Regards from Germany.

Christian


----------



## nmlongbow

That's a really nice club, much better than anything I've seen in the U.S.

I would like to know more about archery in China.

Please give us more info.

Can you bowhunt in China?

Dave


----------



## chinaarcher

nmlongbow said:


> That's a really nice club, much better than anything I've seen in the U.S.
> 
> I would like to know more about archery in China.
> 
> Please give us more info.
> 
> Can you bowhunt in China?
> 
> Dave


Hello：
I and my friend often to hunting at China.
It is one picture of my friend,ICEX and his trophy.
But hunting at China have some limits,such as animal protection.
Thank you!


----------



## woodridge 30-30

im simply amazed with your shooting range. i know it sounds funny but it truly is beautifull and theres no other way to say it. i wish you the best of luck with your time here on archery talk


----------



## mon_cadeau

Its so glad to meet everybody in AT, i m that designer and photoman for this chinese indoor archery range,thanks everyone and wish we can be friend in archery world.

China have a lots of ppl love archery just like me, target,bowhunting/compound,recurve,traditional bow...and chinese have our own archery forum.from AT,we learned many many useful knowledges,THANKS EVERYONE IN AT!!

Best regards!

M


----------



## rambo-yambo

*Welcome to AT*

Nicest archery I ever seen, I wish I can be there to try it out.
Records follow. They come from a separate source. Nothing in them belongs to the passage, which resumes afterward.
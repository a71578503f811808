//! `PostgreSQL` implementation of the repository traits.

use std::str::FromStr;

use async_trait::async_trait;
use sqlx::PgPool;
use tracing::warn;

use super::models::{Comment, Post, PostTagRow, Tag, User, UserRoleRow};
use super::queries;
use crate::permissions::Role;
use crate::repository::{
    CommentRepository, PostRepository, RepositoryError, RepositoryResult, TagRepository,
    UserRepository,
};

/// Advisory lock key serializing registrations (see the seed registry in `db`).
const USER_REGISTER_LOCK: i64 = 61;

/// Map a unique-constraint violation to [`RepositoryError::Conflict`].
fn conflict_on_unique(what: String) -> impl FnOnce(sqlx::Error) -> RepositoryError {
    move |e| {
        let unique = e
            .as_database_error()
            .is_some_and(|d| d.is_unique_violation());
        if unique {
            RepositoryError::Conflict(what)
        } else {
            RepositoryError::Database(e)
        }
    }
}

fn parse_roles(rows: Vec<UserRoleRow>) -> Vec<(i64, Role)> {
    rows.into_iter()
        .filter_map(|row| match Role::from_str(&row.name) {
            Ok(role) => Some((row.user_id, role)),
            Err(e) => {
                warn!(user_id = row.user_id, error = %e, "Ignoring unknown role");
                None
            }
        })
        .collect()
}

/// Repository backed by a `PostgreSQL` pool.
#[derive(Debug, Clone)]
pub struct PgStore {
    pool: PgPool,
}

impl PgStore {
    #[must_use]
    pub const fn new(pool: PgPool) -> Self {
        Self { pool }
    }
}

#[async_trait]
impl UserRepository for PgStore {
    async fn find_by_id(&self, id: i64) -> RepositoryResult<Option<User>> {
        Ok(queries::find_user_by_id(&self.pool, id).await?)
    }

    async fn find_by_email(&self, email: &str) -> RepositoryResult<Option<User>> {
        Ok(queries::find_user_by_email(&self.pool, email).await?)
    }

    async fn find_by_ids(&self, ids: &[i64]) -> RepositoryResult<Vec<User>> {
        Ok(queries::find_users_by_ids(&self.pool, ids).await?)
    }

    async fn email_exists(&self, email: &str) -> RepositoryResult<bool> {
        Ok(queries::email_exists(&self.pool, email).await?)
    }

    async fn list(&self) -> RepositoryResult<Vec<User>> {
        Ok(queries::list_users(&self.pool).await?)
    }

    async fn roles_for(&self, user_id: i64) -> RepositoryResult<Vec<Role>> {
        let rows = queries::find_roles_for_users(&self.pool, &[user_id]).await?;
        Ok(parse_roles(rows).into_iter().map(|(_, role)| role).collect())
    }

    async fn roles_for_users(&self, user_ids: &[i64]) -> RepositoryResult<Vec<(i64, Role)>> {
        let rows = queries::find_roles_for_users(&self.pool, user_ids).await?;
        Ok(parse_roles(rows))
    }

    async fn create_account(
        &self,
        username: &str,
        email: &str,
        password_hash: &str,
    ) -> RepositoryResult<(User, Role)> {
        let mut tx = self.pool.begin().await?;

        // Serializes concurrent registrations until commit so two callers
        // cannot both observe an empty users table.
        sqlx::query("SELECT pg_advisory_xact_lock($1)")
            .bind(USER_REGISTER_LOCK)
            .execute(&mut *tx)
            .await?;

        let role = if queries::count_users(&mut tx).await? == 0 {
            Role::Admin
        } else {
            Role::User
        };

        let user = queries::insert_user(&mut tx, username, email, password_hash)
            .await
            .map_err(conflict_on_unique(format!("email {email}")))?;
        queries::grant_role(&mut tx, user.id, role.as_str()).await?;

        tx.commit().await.map_err(|e| {
            tracing::error!(
                error = %e,
                username = %username,
                "Failed to commit registration transaction - user account rolled back"
            );
            e
        })?;

        Ok((user, role))
    }

    async fn update_profile(
        &self,
        id: i64,
        username: &str,
        email: &str,
    ) -> RepositoryResult<Option<User>> {
        queries::update_user_profile(&self.pool, id, username, email)
            .await
            .map_err(conflict_on_unique(format!("email {email}")))
    }

    async fn set_role(&self, user_id: i64, role: Role) -> RepositoryResult<()> {
        let mut tx = self.pool.begin().await?;
        queries::clear_roles(&mut tx, user_id).await?;
        queries::grant_role(&mut tx, user_id, role.as_str()).await?;
        tx.commit().await?;
        Ok(())
    }

    async fn delete(&self, id: i64) -> RepositoryResult<bool> {
        Ok(queries::delete_user(&self.pool, id).await?)
    }
}

#[async_trait]
impl PostRepository for PgStore {
    async fn create(&self, author_id: i64, title: &str, content: &str) -> RepositoryResult<Post> {
        Ok(queries::create_post(&self.pool, author_id, title, content).await?)
    }

    async fn find_by_id(&self, id: i64) -> RepositoryResult<Option<Post>> {
        Ok(queries::find_post_by_id(&self.pool, id).await?)
    }

    async fn list(&self) -> RepositoryResult<Vec<Post>> {
        Ok(queries::list_posts(&self.pool).await?)
    }

    async fn update(&self, id: i64, title: &str, content: &str) -> RepositoryResult<Option<Post>> {
        Ok(queries::update_post(&self.pool, id, title, content).await?)
    }

    async fn delete(&self, id: i64) -> RepositoryResult<bool> {
        Ok(queries::delete_post(&self.pool, id).await?)
    }

    async fn tags_for_posts(&self, post_ids: &[i64]) -> RepositoryResult<Vec<PostTagRow>> {
        Ok(queries::find_tags_for_posts(&self.pool, post_ids).await?)
    }

    async fn replace_tags(&self, post_id: i64, tag_ids: &[i64]) -> RepositoryResult<()> {
        let mut tx = self.pool.begin().await?;
        queries::clear_post_tags(&mut tx, post_id).await?;
        queries::link_post_tags(&mut tx, post_id, tag_ids).await?;
        tx.commit().await?;
        Ok(())
    }
}

#[async_trait]
impl CommentRepository for PgStore {
    async fn create(
        &self,
        post_id: i64,
        author_id: i64,
        content: &str,
    ) -> RepositoryResult<Comment> {
        Ok(queries::create_comment(&self.pool, post_id, author_id, content).await?)
    }

    async fn find_by_id(&self, id: i64) -> RepositoryResult<Option<Comment>> {
        Ok(queries::find_comment_by_id(&self.pool, id).await?)
    }

    async fn list(&self) -> RepositoryResult<Vec<Comment>> {
        Ok(queries::list_comments(&self.pool).await?)
    }

    async fn list_for_posts(&self, post_ids: &[i64]) -> RepositoryResult<Vec<Comment>> {
        Ok(queries::list_comments_for_posts(&self.pool, post_ids).await?)
    }

    async fn update(&self, id: i64, content: &str) -> RepositoryResult<Option<Comment>> {
        Ok(queries::update_comment(&self.pool, id, content).await?)
    }

    async fn delete(&self, id: i64) -> RepositoryResult<bool> {
        Ok(queries::delete_comment(&self.pool, id).await?)
    }
}

#[async_trait]
impl TagRepository for PgStore {
    async fn find_by_id(&self, id: i64) -> RepositoryResult<Option<Tag>> {
        Ok(queries::find_tag_by_id(&self.pool, id).await?)
    }

    async fn find_by_name(&self, name: &str) -> RepositoryResult<Option<Tag>> {
        Ok(queries::find_tag_by_name(&self.pool, name).await?)
    }

    async fn list(&self) -> RepositoryResult<Vec<Tag>> {
        Ok(queries::list_tags(&self.pool).await?)
    }

    async fn create(&self, name: &str) -> RepositoryResult<Tag> {
        queries::create_tag(&self.pool, name)
            .await
            .map_err(conflict_on_unique(format!("tag {name}")))
    }

    async fn rename(&self, id: i64, name: &str) -> RepositoryResult<Option<Tag>> {
        queries::rename_tag(&self.pool, id, name)
            .await
            .map_err(conflict_on_unique(format!("tag {name}")))
    }

    async fn delete(&self, id: i64) -> RepositoryResult<bool> {
        Ok(queries::delete_tag(&self.pool, id).await?)
    }
}
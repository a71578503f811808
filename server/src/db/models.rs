//! Database Models

use chrono::{DateTime, Utc};
use serde::{Deserialize, Serialize};
use sqlx::FromRow;

use crate::permissions::OwnedResource;

/// User model.
///
/// Not serializable: responses go through dedicated types so the password
/// hash never leaves the server.
#[derive(Debug, Clone, FromRow)]
pub struct User {
    pub id: i64,
    pub username: String,
    pub email: String,
    pub password_hash: String,
    pub created_at: DateTime<Utc>,
}

/// Post model.
#[derive(Debug, Clone, FromRow, Serialize, Deserialize)]
pub struct Post {
    pub id: i64,
    pub title: String,
    pub content: String,
    pub author_id: i64,
    pub created_at: DateTime<Utc>,
    pub updated_at: Option<DateTime<Utc>>,
}

impl OwnedResource for Post {
    fn author_id(&self) -> i64 {
        self.author_id
    }
}

/// Comment model.
#[derive(Debug, Clone, FromRow, Serialize, Deserialize)]
pub struct Comment {
    pub id: i64,
    pub content: String,
    pub post_id: i64,
    pub author_id: i64,
    pub created_at: DateTime<Utc>,
    pub updated_at: Option<DateTime<Utc>>,
}

impl OwnedResource for Comment {
    fn author_id(&self) -> i64 {
        self.author_id
    }
}

/// Tag model.
#[derive(Debug, Clone, PartialEq, Eq, FromRow, Serialize, Deserialize)]
pub struct Tag {
    pub id: i64,
    pub name: String,
}

/// Tag attached to a post (bulk lookup row).
#[derive(Debug, Clone, FromRow)]
pub struct PostTagRow {
    pub post_id: i64,
    pub tag_id: i64,
    pub name: String,
}

impl From<PostTagRow> for Tag {
    fn from(row: PostTagRow) -> Self {
        Self {
            id: row.tag_id,
            name: row.name,
        }
    }
}

/// Role assignment (bulk lookup row).
#[derive(Debug, Clone, FromRow)]
pub struct UserRoleRow {
    pub user_id: i64,
    pub name: String,
}
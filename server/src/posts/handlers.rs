//! Post HTTP Handlers

use axum::extract::{Path, State};
use axum::http::StatusCode;
use axum::Json;

use super::service;
use super::types::{CreatePostRequest, PostResponse, UpdatePostRequest};
use crate::api::AppState;
use crate::auth::AuthUser;
use crate::comments::{service as comment_service, types::CommentResponse};
use crate::error::ServiceResult;

/// GET /api/posts
#[tracing::instrument(skip(state))]
pub async fn list_posts(State(state): State<AppState>) -> ServiceResult<Json<Vec<PostResponse>>> {
    Ok(Json(service::list_posts(&state.repos).await?))
}

/// GET /api/posts/{id}
#[tracing::instrument(skip(state))]
pub async fn get_post(
    State(state): State<AppState>,
    Path(id): Path<i64>,
) -> ServiceResult<Json<PostResponse>> {
    Ok(Json(service::get_post(&state.repos, id).await?))
}

/// GET /api/posts/{id}/comments
#[tracing::instrument(skip(state))]
pub async fn list_post_comments(
    State(state): State<AppState>,
    Path(id): Path<i64>,
) -> ServiceResult<Json<Vec<CommentResponse>>> {
    Ok(Json(
        comment_service::list_comments_for_post(&state.repos, id).await?,
    ))
}

/// POST /api/posts
#[tracing::instrument(skip(state, body), fields(actor_id = auth_user.id))]
pub async fn create_post(
    State(state): State<AppState>,
    auth_user: AuthUser,
    Json(body): Json<CreatePostRequest>,
) -> ServiceResult<(StatusCode, Json<PostResponse>)> {
    let post = service::create_post(&state.repos, &auth_user.actor(), body).await?;
    tracing::info!(post_id = post.id, "Post created");
    Ok((StatusCode::CREATED, Json(post)))
}

/// PUT /api/posts/{id}
#[tracing::instrument(skip(state, body), fields(actor_id = auth_user.id))]
pub async fn update_post(
    State(state): State<AppState>,
    auth_user: AuthUser,
    Path(id): Path<i64>,
    Json(body): Json<UpdatePostRequest>,
) -> ServiceResult<Json<PostResponse>> {
    let post = service::update_post(&state.repos, &auth_user.actor(), id, body).await?;
    Ok(Json(post))
}

/// DELETE /api/posts/{id}
#[tracing::instrument(skip(state), fields(actor_id = auth_user.id))]
pub async fn delete_post(
    State(state): State<AppState>,
    auth_user: AuthUser,
    Path(id): Path<i64>,
) -> ServiceResult<StatusCode> {
    service::delete_post(&state.repos, &auth_user.actor(), id).await?;
    tracing::info!(post_id = id, "Post deleted");
    Ok(StatusCode::NO_CONTENT)
}
//! User request and response types.

use chrono::{DateTime, Utc};
use serde::{Deserialize, Serialize};
use validator::Validate;

use crate::db::User;
use crate::permissions::Role;

/// Public view of a user. Never includes the password hash.
#[derive(Debug, Clone, Serialize, Deserialize)]
pub struct UserResponse {
    pub id: i64,
    pub username: String,
    pub email: String,
    pub roles: Vec<Role>,
    pub created_at: DateTime<Utc>,
}

impl UserResponse {
    pub fn new(user: User, roles: Vec<Role>) -> Self {
        Self {
            id: user.id,
            username: user.username,
            email: user.email,
            roles,
            created_at: user.created_at,
        }
    }
}

/// Author shown next to posts and comments.
#[derive(Debug, Clone, PartialEq, Eq, Serialize, Deserialize)]
pub struct AuthorSummary {
    pub id: i64,
    pub username: String,
}

impl From<&User> for AuthorSummary {
    fn from(user: &User) -> Self {
        Self {
            id: user.id,
            username: user.username.clone(),
        }
    }
}

/// Profile update.
#[derive(Debug, Default, Deserialize, Validate)]
#[serde(default)]
pub struct UpdateUserRequest {
    #[validate(length(
        min = 3,
        max = 100,
        message = "Username must be between 3 and 100 characters"
    ))]
    pub username: String,
    #[validate(email(message = "Invalid email address"))]
    pub email: String,
}

/// Role assignment. The name must match a role exactly.
#[derive(Debug, Default, Deserialize)]
#[serde(default)]
pub struct AssignRoleRequest {
    pub role: String,
}
//! Quill Server - Main Entry Point

use anyhow::Result;
use tracing::info;

use quill_server::{api, config, db, repository::Repositories};

#[tokio::main]
async fn main() -> Result<()> {
    // Initialize tracing
    tracing_subscriber::fmt()
        .with_env_filter(
            tracing_subscriber::EnvFilter::try_from_default_env()
                .unwrap_or_else(|_| "quill_server=debug,tower_http=debug".into()),
        )
        .json()
        .init();

    // Load configuration
    dotenvy::dotenv().ok();
    let config = config::Config::from_env()?;

    info!(version = env!("CARGO_PKG_VERSION"), "Starting Quill Server");

    // Initialize database
    let db_pool = db::create_pool(&config.database_url).await?;
    db::run_migrations(&db_pool).await?;

    // Build application state
    let state = api::AppState::new(Repositories::postgres(db_pool), config.clone());

    // Build router
    let app = api::create_router(state);

    // Start server
    let listener = tokio::net::TcpListener::bind(&config.bind_address).await?;
    info!(address = %config.bind_address, "Server listening");

    // Graceful shutdown handler
    let shutdown_signal = async {
        if let Err(e) = tokio::signal::ctrl_c().await {
            tracing::error!(error = %e, "Failed to listen for shutdown signal");
            std::future::pending::<()>().await;
        }
        info!("Received shutdown signal, cleaning up...");
    };

    axum::serve(listener, app)
        .with_graceful_shutdown(shutdown_signal)
        .await?;

    info!("Server shutdown complete");

    Ok(())
}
Welcome to AT. Good luck with your business. What is the name of the chinese archery forum? Xia Xia.


----------



## STUDENT-ARCHER

Li Yin, Your archery facility appears to be first class, very well set up and maintained. You should post some pictures of the field range for us to enjoy also. Do you have a club, charge by the hour, or day? I am also curious if your range holds formal competitions. Thanks for posting, welcome to AT, and thanks for sharing. 
STUDENT-ARCHER


----------



## ElkSlayer9x8

cool pics like the place


----------



## brannon

*nice range*

that looks like a real nice range you have there!!!


----------



## asa1485

Welcome to AT 

Wow. Very nice indeed.


----------



## buckchaser86

Welcome to AT!!


----------



## [email protected]

Aha! :teeth:

Just jumped from ArcherySalon to here, and glad to see you guys.

("Color of the Wind" in Chinese)


----------



## Double S

Wow. Sweet range. Welcome to AT.


----------



## BowArmory

*Welcome to AT !!!*


----------



## baddaddy

Welcome to AT.


----------



## Andy.

Welcome to AT.:teeth::teeth:


----------